En première instance, le banc des accusés était particulièrement fourni avec pas moins de 15 prévenus. Le Tribunal de Grande Instance (TGI) les avait tous relaxés à l'exception de M. Savarese (directeur de la société Tevere Shipping, propriétaire du pétrolier), de M. Pollara (président de la société Panship, gestionnaire technique du navire), de la société de classification (Rina) et de la société en charge du vetting, Total SA (JMM du 8-2-2008).

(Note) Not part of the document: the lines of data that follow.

// Copyright 2025 the Understory Authors
// SPDX-License-Identifier: Apache-2.0 OR MIT

//! Scroll queue between the engine and the host's scroll container.
//!
//! The engine produces [`ScrollCommand`]s while it handles pointer events; a
//! [`ScrollConsumer`] applies them to a [`ScrollTarget`]. Both sides live on the
//! same thread: the queue is unbounded, FIFO, has a single reader, and never
//! blocks the producer. The consumer can be drained synchronously from a frame
//! callback or awaited as a long-lived task that ends once the engine (and any
//! other sender) is dropped.

use alloc::collections::VecDeque;
use alloc::rc::Rc;
use core::cell::RefCell;
use core::future::poll_fn;
use core::task::{Context, Poll, Waker};

use kurbo::Vec2;

use crate::AxisProjection;

/// A request for the host scroll container.
#[derive(Debug, Clone, Copy, PartialEq)]
pub enum ScrollCommand {
    /// Scroll by `delta` in item-order space.
    By {
        /// Distance in item-order space; positive reveals later items.
        delta: f64,
        /// Projection used to map `delta` back to screen space.
        projection: AxisProjection,
    },
    /// Restore the scroll position to `offset` past the start of item `index`.
    ToItem {
        /// Item to anchor on.
        index: usize,
        /// Scroll offset past the item's leading edge.
        offset: f64,
    },
}

/// A scroll container driven by a [`ScrollConsumer`].
pub trait ScrollTarget {
    /// Scrolls by a screen-space vector along the list axis.
    fn scroll_by(&mut self, delta: Vec2);

    /// Scrolls so that item `index` starts `offset` before the viewport start.
    fn scroll_to_item(&mut self, index: usize, offset: f64);
}

#[derive(Debug)]
struct Shared {
    queue: VecDeque<ScrollCommand>,
    waker: Option<Waker>,
    senders: usize,
}

/// Creates a connected sender/receiver pair.
#[must_use]
pub fn scroll_channel() -> (ScrollSender, ScrollReceiver) {
    let shared = Rc::new(RefCell::new(Shared {
        queue: VecDeque::new(),
        waker: None,
        senders: 1,
    }));
    (
        ScrollSender {
            shared: shared.clone(),
        },
        ScrollReceiver { shared },
    )
}

/// Producer half of the scroll queue.
#[derive(Debug)]
pub struct ScrollSender {
    shared: Rc<RefCell<Shared>>,
}

impl ScrollSender {
    /// Appends a command and wakes a pending receiver.
    pub fn send(&self, command: ScrollCommand) {
        let waker = {
            let mut shared = self.shared.borrow_mut();
            shared.queue.push_back(command);
            shared.waker.take()
        };
        if let Some(waker) = waker {
            waker.wake();
        }
    }
}

impl Clone for ScrollSender {
    fn clone(&self) -> Self {
        self.shared.borrow_mut().senders += 1;
        Self {
            shared: self.shared.clone(),
        }
    }
}

impl Drop for ScrollSender {
    fn drop(&mut self) {
        let waker = {
            let mut shared = self.shared.borrow_mut();
            shared.senders -= 1;
            if shared.senders == 0 {
                shared.waker.take()
            } else {
                None
            }
        };
        if let Some(waker) = waker {
            waker.wake();
        }
    }
}

/// Consumer half of the scroll queue.
#[derive(Debug)]
pub struct ScrollReceiver {
    shared: Rc<RefCell<Shared>>,
}

impl ScrollReceiver {
    /// Takes the oldest queued command, if any.
    pub fn try_recv(&mut self) -> Option<ScrollCommand> {
        self.shared.borrow_mut().queue.pop_front()
    }

    /// Polls for the next command.
    ///
    /// Resolves to `None` once the queue is empty and every sender is gone.
    pub fn poll_recv(&mut self, cx: &mut Context<'_>) -> Poll<Option<ScrollCommand>> {
        let mut shared = self.shared.borrow_mut();
        if let Some(command) = shared.queue.pop_front() {
            return Poll::Ready(Some(command));
        }
        if shared.senders == 0 {
            return Poll::Ready(None);
        }
        shared.waker = Some(cx.waker().clone());
        Poll::Pending
    }

    /// Waits for the next command.
    pub async fn recv(&mut self) -> Option<ScrollCommand> {
        poll_fn(|cx| self.poll_recv(cx)).await
    }

    /// Number of queued commands.
    #[must_use]
    pub fn len(&self) -> usize {
        self.shared.borrow().queue.len()
    }

    /// Returns `true` if nothing is queued.
    #[must_use]
    pub fn is_empty(&self) -> bool {
        self.len() == 0
    }

    /// Returns `true` once every sender has been dropped.
    #[must_use]
    pub fn is_closed(&self) -> bool {
        self.shared.borrow().senders == 0
    }
}

/// Applies queued [`ScrollCommand`]s to a [`ScrollTarget`].
#[derive(Debug)]
pub struct ScrollConsumer<T> {
    receiver: ScrollReceiver,
    target: T,
}

impl<T: ScrollTarget> ScrollConsumer<T> {
    /// Creates a consumer over `receiver` driving `target`.
    pub fn new(receiver: ScrollReceiver, target: T) -> Self {
        Self { receiver, target }
    }

    /// The driven scroll container.
    pub fn target(&self) -> &T {
        &self.target
    }

    /// Mutable access to the driven scroll container.
    pub fn target_mut(&mut self) -> &mut T {
        &mut self.target
    }

    /// Applies one command.
    ///
    /// Item-order deltas are mapped through their projection, so reversed
    /// layouts and right-to-left rows scroll with the opposite screen sign.
    pub fn apply(&mut self, command: ScrollCommand) {
        match command {
            ScrollCommand::By { delta, projection } => {
                self.target.scroll_by(projection.to_screen(delta));
            }
            ScrollCommand::ToItem { index, offset } => {
                self.target.scroll_to_item(index, offset);
            }
        }
    }

    /// Applies every queued command and returns how many there were.
    pub fn drain(&mut self) -> usize {
        let mut applied = 0;
        while let Some(command) = self.receiver.try_recv() {
            self.apply(command);
            applied += 1;
        }
        applied
    }

    /// Applies commands as they arrive until every sender is dropped.
    ///
    /// Returns the scroll target once the queue closes.
    pub async fn run(mut self) -> T {
        while let Some(command) = self.receiver.recv().await {
            self.apply(command);
        }
        log::trace!("scroll queue closed");
        self.target
    }

    /// Splits the consumer back into its parts.
    pub fn into_parts(self) -> (ScrollReceiver, T) {
        (self.receiver, self.target)
    }
}

#[cfg(test)]
mod tests {
    use alloc::vec::Vec;
    use core::future::Future;
    use core::pin::pin;

    use super::*;
    use crate::LayoutDirection;

    #[derive(Debug, Default)]
    struct Recorder {
        scrolled: Vec<Vec2>,
        anchored: Vec<(usize, f64)>,
    }

    impl ScrollTarget for Recorder {
        fn scroll_by(&mut self, delta: Vec2) {
            self.scrolled.push(delta);
        }

        fn scroll_to_item(&mut self, index: usize, offset: f64) {
            self.anchored.push((index, offset));
        }
    }

    fn by(delta: f64, projection: AxisProjection) -> ScrollCommand {
        ScrollCommand::By { delta, projection }
    }

    #[test]
    fn queue_is_fifo() {
        let (tx, mut rx) = scroll_channel();
        tx.send(by(1.0, AxisProjection::VERTICAL));
        tx.send(ScrollCommand::ToItem { index: 3, offset: 4.0 });
        tx.send(by(2.0, AxisProjection::VERTICAL));
        assert_eq!(rx.len(), 3);
        assert_eq!(rx.try_recv(), Some(by(1.0, AxisProjection::VERTICAL)));
        assert_eq!(rx.try_recv(), Some(ScrollCommand::ToItem { index: 3, offset: 4.0 }));
        assert_eq!(rx.try_recv(), Some(by(2.0, AxisProjection::VERTICAL)));
        assert_eq!(rx.try_recv(), None);
        assert!(rx.is_empty());
    }

    #[test]
    fn drain_applies_projection_sign() {
        let (tx, rx) = scroll_channel();
        let mut consumer = ScrollConsumer::new(rx, Recorder::default());
        tx.send(by(5.0, AxisProjection::VERTICAL));
        tx.send(by(5.0, AxisProjection::VERTICAL.with_reverse_layout(true)));
        tx.send(by(
            5.0,
            AxisProjection::HORIZONTAL.with_direction(LayoutDirection::Rtl),
        ));
        tx.send(ScrollCommand::ToItem { index: 2, offset: 7.5 });
        assert_eq!(consumer.drain(), 4);
        assert_eq!(
            consumer.target().scrolled,
            [Vec2::new(0.0, 5.0), Vec2::new(0.0, -5.0), Vec2::new(-5.0, 0.0)]
        );
        assert_eq!(consumer.target().anchored, [(2, 7.5)]);
        assert_eq!(consumer.drain(), 0);
    }

    #[test]
    fn run_waits_for_commands_and_ends_when_senders_drop() {
        let (tx, rx) = scroll_channel();
        let extra = tx.clone();
        let consumer = ScrollConsumer::new(rx, Recorder::default());
        let mut cx = Context::from_waker(Waker::noop());
        let mut run = pin!(consumer.run());

        assert!(run.as_mut().poll(&mut cx).is_pending());
        tx.send(by(3.0, AxisProjection::VERTICAL));
        assert!(run.as_mut().poll(&mut cx).is_pending());

        drop(tx);
        assert!(run.as_mut().poll(&mut cx).is_pending());
        extra.send(by(4.0, AxisProjection::VERTICAL));
        drop(extra);

        let Poll::Ready(target) = run.as_mut().poll(&mut cx) else {
            panic!("consumer should finish once all senders are gone");
        };
        assert_eq!(target.scrolled, [Vec2::new(0.0, 3.0), Vec2::new(0.0, 4.0)]);
    }

    #[test]
    fn receiver_reports_closed() {
        let (tx, rx) = scroll_channel();
        assert!(!rx.is_closed());
        drop(tx);
        assert!(rx.is_closed());
    }
}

Si la cour a maintenu ces condamnations pénales en appel y compris contre Total, elle a toutefois reconnu que Total SA était protégée par la Convention internationale sur la responsabilité civile pour les dommages dus à la pollution causée par hydrocarbures de 1969 telle qu'amendée en 1992 (CLC 92) et ne pouvait voir sa responsabilité civile engagée. Cette décision est cependant intervenue trop tardivement pour Total SA qui avait monnayé le versement définitif aux victimes des montants accordés par le TGI en contrepartie de leur renonciation à solliciter davantage en appel. Celles qui crient aujourd'hui le plus au scandale sont les victimes qui avaient rejeté la proposition transactionnelle faite par Total en 2008 et qui se retrouvent face à trois débiteurs potentiellement insolvables. Mais, même la condamnation pénale de Total n'était pas acquise à l'avance.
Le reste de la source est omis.